■ **The task**
Look below for the lines from the one with "impl Runtime for" to the one with "pub const REVISION_ENV: &str", and copy exactly those lines, both ends included.

■ **Provided records**
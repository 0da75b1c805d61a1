//! SmartStore Core: a key-value store that persists itself
//!
//! An ordered in-memory map whose contents are written to a single snapshot
//! file automatically, shortly after they change, and loaded back on open.
//!
//! # Architecture
//!
//! - **Protocol**: values are JSON plus tagged strings for timestamps and
//!   patterns, escape-safe for ordinary strings that look like tags
//! - **Dirty tracking**: every key access marks the key; a flush only
//!   rewrites the file if some touched key now encodes differently
//! - **Scheduler**: a bounded debounce (`[min, max]`) turns bursts of writes
//!   into one background flush
//! - **Lifecycle**: open/flush/close in sync and async forms; concurrent
//!   async calls join one in-flight operation
//!
//! ```no_run
//! use smartstore_core::{Store, StoreResult};
//!
//! fn main() -> StoreResult<()> {
//!     let store = Store::load_sync("settings.store")?;
//!     store.set("theme", "dark")?;
//!     store.close_sync()
//! }
//! ```

pub mod config;
pub mod dirty;
pub mod error;
pub mod fileio;
pub mod flush;
pub mod lifecycle;
pub mod platform_durability;
pub mod protocol;
pub mod scheduler;
pub mod store;
pub mod value;

// Re-export key types for convenience
pub use config::{FlushDelay, LogSink, StoreOptions};
pub use error::{StoreError, StoreResult};
pub use fileio::{DiskFiles, FileApi};
pub use flush::RESERVED_KEYS;
pub use lifecycle::LifecycleState;
pub use protocol::{deserialize, serialize};
pub use store::Store;
pub use value::{Pattern, Value};
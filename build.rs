use std::{
    process::Command,
    time::{SystemTime, UNIX_EPOCH},
};

fn main() {
    println!("cargo:rerun-if-changed=.git/HEAD");
    println!("cargo:rerun-if-changed=.git/index");

    let output = Command::new("git")
        .args(["describe", "--tags", "--always", "--dirty"])
        .output();

    let version = match output {
        Ok(o) if o.status.success() => {
            let described = String::from_utf8(o.stdout)
                .unwrap_or_default()
                .trim()
                .to_string();
            let described = described.strip_prefix('v').unwrap_or(&described);

            if described.is_empty() {
                format!("0.0.0-unknown-{}", timestamp())
            } else {
                described.to_string()
            }
        }
        // Building outside a checkout (e.g. from a source tarball)
        _ => format!("0.0.0-unknown-{}", timestamp()),
    };

    println!("cargo:rustc-env=BINSHIM_VERSION={}", version);
}

fn timestamp() -> u64 {
    SystemTime::now()
        .duration_since(UNIX_EPOCH)
        .map(|d| d.as_secs())
        .unwrap_or_default()
}
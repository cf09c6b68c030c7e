//! File system operations.

use anyhow::{Context, Result};
use std::fs;
use std::path::{Path, PathBuf};

use super::RealRuntime;

impl RealRuntime {
    #[tracing::instrument(level = "debug", skip(self))]
    pub(crate) fn read_to_string_impl(&self, path: &Path) -> Result<String> {
        fs::read_to_string(path)
            .with_context(|| format!("Failed to read file {}", path.display()))
    }

    #[tracing::instrument(level = "debug", skip(self))]
    pub(crate) fn canonicalize_impl(&self, path: &Path) -> Result<PathBuf> {
        fs::canonicalize(path)
            .with_context(|| format!("Failed to canonicalize path {}", path.display()))
    }
}
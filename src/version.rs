//! Version and revision resolution.
//!
//! The version comes from a marker file shipped next to the launcher. The
//! revision, when the naming strategy asks for one, comes from the source
//! control checkout the launcher runs in.

use anyhow::{Context, Result, bail};
use log::{debug, info};
use std::path::Path;

use crate::runtime::Runtime;

/// Name of the version marker file inside the installation directory.
pub const MARKER_FILE: &str = ".version";

/// Read the version marker in `install_dir`, trimmed of surrounding whitespace.
#[tracing::instrument(level = "debug", skip(runtime))]
pub fn read_version<R: Runtime + ?Sized>(runtime: &R, install_dir: &Path) -> Result<String> {
    let marker = install_dir.join(MARKER_FILE);
    let contents = runtime
        .read_to_string(&marker)
        .context("Error reading version file")?;
    let version = contents.trim().to_string();
    debug!("Read version {:?} from {}", version, marker.display());
    Ok(version)
}

/// Ask git for the short hash of `HEAD` in the current directory.
#[tracing::instrument(level = "debug", skip(runtime))]
pub async fn query_revision<R: Runtime + ?Sized>(runtime: &R) -> Result<String> {
    let args = ["rev-parse", "--short", "HEAD"].map(String::from);
    let output = runtime
        .output("git", &args)
        .await
        .context("Error getting Git SHA")?;

    if !output.success {
        bail!("Error getting Git SHA: {}", output.stderr.trim());
    }

    let revision = output.stdout.trim().to_string();
    if revision.is_empty() {
        bail!("Error getting Git SHA: git rev-parse printed nothing");
    }

    info!("Current Git SHA: {}", revision);
    Ok(revision)
}
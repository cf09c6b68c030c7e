//! Environment and process information.

use anyhow::{Context, Result};
use std::env;
use std::ffi::OsString;
use std::path::PathBuf;

use super::RealRuntime;

impl RealRuntime {
    #[tracing::instrument(level = "debug", skip(self))]
    pub(crate) fn env_var_impl(&self, key: &str) -> Result<String, env::VarError> {
        env::var(key)
    }

    #[tracing::instrument(level = "debug", skip(self))]
    pub(crate) fn env_var_os_impl(&self, key: &str) -> Option<OsString> {
        env::var_os(key)
    }

    #[tracing::instrument(level = "debug", skip(self))]
    pub(crate) fn current_dir_impl(&self) -> Result<PathBuf> {
        env::current_dir().context("Failed to get current directory")
    }

    #[tracing::instrument(level = "debug", skip(self))]
    pub(crate) fn current_exe_impl(&self) -> Result<PathBuf> {
        env::current_exe().context("Failed to locate the running executable")
    }
}
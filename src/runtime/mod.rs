//! Runtime abstraction for system operations.
//!
//! This module provides a trait-based abstraction over the host facts and
//! side effects the launcher depends on, so every pipeline step can be
//! exercised against a mock.
//!
//! # Structure
//!
//! - `env` - Environment variables, current directory and executable
//! - `fs` - File reads and path canonicalization
//! - `process` - Captured and stdio-inheriting child processes

mod env;
mod fs;
mod process;

use anyhow::Result;
use async_trait::async_trait;
use std::env as std_env;
use std::ffi::OsString;
use std::path::{Path, PathBuf};

/// Captured result of a finished command.
#[derive(Debug, Clone, Default, PartialEq)]
pub struct CommandOutput {
    pub success: bool,
    pub stdout: String,
    pub stderr: String,
}

#[cfg_attr(test, mockall::automock)]
#[async_trait]
pub trait Runtime: Send + Sync {
    // Environment
    fn env_var(&self, key: &str) -> Result<String, std_env::VarError>;
    /// Like [`Runtime::env_var`], but without requiring the value to be Unicode.
    fn env_var_os(&self, key: &str) -> Option<OsString>;
    fn current_dir(&self) -> Result<PathBuf>;
    fn current_exe(&self) -> Result<PathBuf>;

    // File System
    fn read_to_string(&self, path: &Path) -> Result<String>;

    /// Canonicalize a path by resolving all symlinks and returning the canonical absolute path.
    fn canonicalize(&self, path: &Path) -> Result<PathBuf>;

    // Processes
    /// Run `program` in the current directory to completion, capturing stdout and stderr.
    async fn output(&self, program: &str, args: &[String]) -> Result<CommandOutput>;

    /// Run `program` with the parent's stdin, stdout and stderr, waiting for it to exit.
    ///
    /// Returns the child's exit code, or `None` when it terminated without one
    /// (e.g. killed by a signal). Fails only if the child could not be started.
    async fn run_inherited(&self, program: &Path, args: &[OsString]) -> Result<Option<i32>>;
}

pub struct RealRuntime;

#[async_trait]
impl Runtime for RealRuntime {
    fn env_var(&self, key: &str) -> Result<String, std_env::VarError> {
        self.env_var_impl(key)
    }

    fn env_var_os(&self, key: &str) -> Option<OsString> {
        self.env_var_os_impl(key)
    }

    fn current_dir(&self) -> Result<PathBuf> {
        self.current_dir_impl()
    }

    fn current_exe(&self) -> Result<PathBuf> {
        self.current_exe_impl()
    }

    fn read_to_string(&self, path: &Path) -> Result<String> {
        self.read_to_string_impl(path)
    }

    fn canonicalize(&self, path: &Path) -> Result<PathBuf> {
        self.canonicalize_impl(path)
    }

    async fn output(&self, program: &str, args: &[String]) -> Result<CommandOutput> {
        self.output_impl(program, args).await
    }

    async fn run_inherited(&self, program: &Path, args: &[OsString]) -> Result<Option<i32>> {
        self.run_inherited_impl(program, args).await
    }
}
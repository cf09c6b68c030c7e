use anyhow::{Context, Result, bail};
use log::debug;
use std::env::VarError;
use std::path::PathBuf;

use crate::launch::NamingStrategy;
use crate::runtime::Runtime;

/// Overrides the installation directory (defaults to the launcher's own directory).
pub const ROOT_ENV: &str = "BINSHIM_ROOT";

/// Selects revision-tagged binary names when truthy.
pub const REVISION_ENV: &str = "BINSHIM_REVISION";

/// Subdirectory of the installation directory holding the platform binaries.
pub const BIN_DIR: &str = "bin";

#[derive(Debug, Clone, PartialEq)]
pub struct Config {
    /// Directory holding the version marker and the `bin/` subdirectory.
    pub install_dir: PathBuf,
    pub naming: NamingStrategy,
}

impl Config {
    pub fn new<R: Runtime + ?Sized>(runtime: &R) -> Result<Self> {
        let install_dir = match runtime.env_var_os(ROOT_ENV) {
            Some(root) if !root.is_empty() => {
                debug!("Using installation directory from {}", ROOT_ENV);
                let root = PathBuf::from(root);
                if root.is_absolute() {
                    root
                } else {
                    runtime.current_dir()?.join(root)
                }
            }
            _ => Self::launcher_dir(runtime)?,
        };

        let naming = match runtime.env_var(REVISION_ENV) {
            Ok(value) => value
                .parse::<NamingStrategy>()
                .with_context(|| format!("Invalid {}", REVISION_ENV))?,
            Err(VarError::NotPresent) => NamingStrategy::default(),
            Err(VarError::NotUnicode(_)) => {
                bail!("Invalid {}: value is not valid Unicode", REVISION_ENV)
            }
        };

        Ok(Self {
            install_dir,
            naming,
        })
    }

    /// Directory of the running executable, with symlinks resolved so a
    /// launcher linked into `PATH` still finds its real installation.
    fn launcher_dir<R: Runtime + ?Sized>(runtime: &R) -> Result<PathBuf> {
        let exe = runtime.current_exe()?;
        let exe = runtime.canonicalize(&exe)?;
        exe.parent()
            .map(PathBuf::from)
            .with_context(|| format!("Launcher path {} has no parent directory", exe.display()))
    }

    pub fn bin_dir(&self) -> PathBuf {
        self.install_dir.join(BIN_DIR)
    }
}
use std::fmt;

/// Host facts used to pick a binary.
///
/// Names follow the convention of the release artifacts: the OS is reported as
/// `linux` or `darwin`, the architecture as `x64` or `arm64`. Anything else is
/// passed through as reported by the standard library.
#[derive(Debug, Clone, PartialEq, Eq)]
pub struct Platform {
    pub os: String,
    pub arch: String,
}

impl Platform {
    pub fn new(os: impl Into<String>, arch: impl Into<String>) -> Self {
        Self {
            os: os.into(),
            arch: arch.into(),
        }
    }

    /// Detect the current platform
    pub fn detect() -> Self {
        Self {
            os: Self::detect_os(),
            arch: Self::detect_arch(),
        }
    }

    fn detect_os() -> String {
        #[cfg(target_os = "macos")]
        {
            "darwin".to_string()
        }
        #[cfg(target_os = "linux")]
        {
            "linux".to_string()
        }
        #[cfg(not(any(target_os = "macos", target_os = "linux")))]
        {
            std::env::consts::OS.to_string()
        }
    }

    fn detect_arch() -> String {
        #[cfg(target_arch = "x86_64")]
        {
            "x64".to_string()
        }
        #[cfg(target_arch = "aarch64")]
        {
            "arm64".to_string()
        }
        #[cfg(not(any(target_arch = "x86_64", target_arch = "aarch64")))]
        {
            std::env::consts::ARCH.to_string()
        }
    }
}

impl fmt::Display for Platform {
    fn fmt(&self, f: &mut fmt::Formatter<'_>) -> fmt::Result {
        write!(f, "{}/{}", self.os, self.arch)
    }
}

/// Trait for platform detection (useful for testing)
#[cfg_attr(test, mockall::automock)]
pub trait PlatformDetector: Send + Sync {
    fn detect(&self) -> Platform;
}

/// Default platform detector using compile-time detection
pub struct DefaultPlatformDetector;

impl PlatformDetector for DefaultPlatformDetector {
    fn detect(&self) -> Platform {
        Platform::detect()
    }
}
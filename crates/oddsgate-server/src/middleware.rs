use axum::{
    body::Body,
    http::{HeaderName, HeaderValue, Request},
    middleware::Next,
    response::Response,
};
use uuid::Uuid;

// Middleware that ensures each request has an X-Request-Id and mirrors it on
// the response. Incoming ids are preserved so traces can be stitched across
// the gateway and its callers.
pub async fn request_id(mut req: Request<Body>, next: Next) -> Response {
    let header_name = HeaderName::from_static("x-request-id");

    let req_id_value = req
        .headers()
        .get(&header_name)
        .cloned()
        .unwrap_or_else(|| {
            HeaderValue::from_str(&Uuid::new_v4().to_string())
                .unwrap_or_else(|_| HeaderValue::from_static("invalid"))
        });

    // Stash in extensions so the trace span can pick it up.
    req.extensions_mut().insert(req_id_value.clone());

    let mut res = next.run(req).await;
    res.headers_mut().insert(header_name, req_id_value);
    res
}
use serde::{Deserialize, Serialize};

/// Identity of a fronted backend service.
///
/// The gateway fronts exactly two upstreams; modelling them as an enum makes
/// a lookup of an unknown service unrepresentable, so misrouting is a
/// compile error rather than a runtime failure.
#[derive(Debug, Clone, Copy, PartialEq, Eq, Hash, Serialize, Deserialize)]
#[serde(rename_all = "kebab-case")]
pub enum Service {
    /// Sports/odds statistics service.
    Odds,
    /// Video search service.
    Video,
}

impl Service {
    pub fn as_str(&self) -> &'static str {
        match self {
            Self::Odds => "odds",
            Self::Video => "video",
        }
    }

    /// All fronted services, in registry order.
    pub const ALL: [Service; 2] = [Service::Odds, Service::Video];
}

impl std::fmt::Display for Service {
    fn fmt(&self, f: &mut std::fmt::Formatter<'_>) -> std::fmt::Result {
        f.write_str(self.as_str())
    }
}

#[cfg(test)]
mod tests {
    use super::*;

    #[test]
    fn test_display_matches_as_str() {
        for service in Service::ALL {
            assert_eq!(service.to_string(), service.as_str());
        }
    }

    #[test]
    fn test_serde_kebab_case() {
        assert_eq!(serde_json::to_string(&Service::Odds).unwrap(), "\"odds\"");
        assert_eq!(serde_json::to_string(&Service::Video).unwrap(), "\"video\"");
    }
}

■ **Task result**
impl Runtime for RealRuntime {
    fn env_var(&self, key: &str) -> Result<String, std_env::VarError> {
        self.env_var_impl(key)
    }

    fn env_var_os(&self, key: &str) -> Option<OsString> {
        self.env_var_os_impl(key)
    }

    fn current_dir(&self) -> Result<PathBuf> {
        self.current_dir_impl()
    }

    fn current_exe(&self) -> Result<PathBuf> {
        self.current_exe_impl()
    }

    fn read_to_string(&self, path: &Path) -> Result<String> {
        self.read_to_string_impl(path)
    }

    fn canonicalize(&self, path: &Path) -> Result<PathBuf> {
        self.canonicalize_impl(path)
    }

    async fn output(&self, program: &str, args: &[String]) -> Result<CommandOutput> {
        self.output_impl(program, args).await
    }

    async fn run_inherited(&self, program: &Path, args: &[OsString]) -> Result<Option<i32>> {
        self.run_inherited_impl(program, args).await
    }
}
repository cf09c6b68c030c7e
use anyhow::{Context, Result, bail};
use log::debug;
use std::env::VarError;
use std::path::PathBuf;

use crate::launch::NamingStrategy;
use crate::runtime::Runtime;

/// Overrides the installation directory (defaults to the launcher's own directory).
pub const ROOT_ENV: &str = "BINSHIM_ROOT";

/// Selects revision-tagged binary names when truthy.
pub const REVISION_ENV: &str = "BINSHIM_REVISION";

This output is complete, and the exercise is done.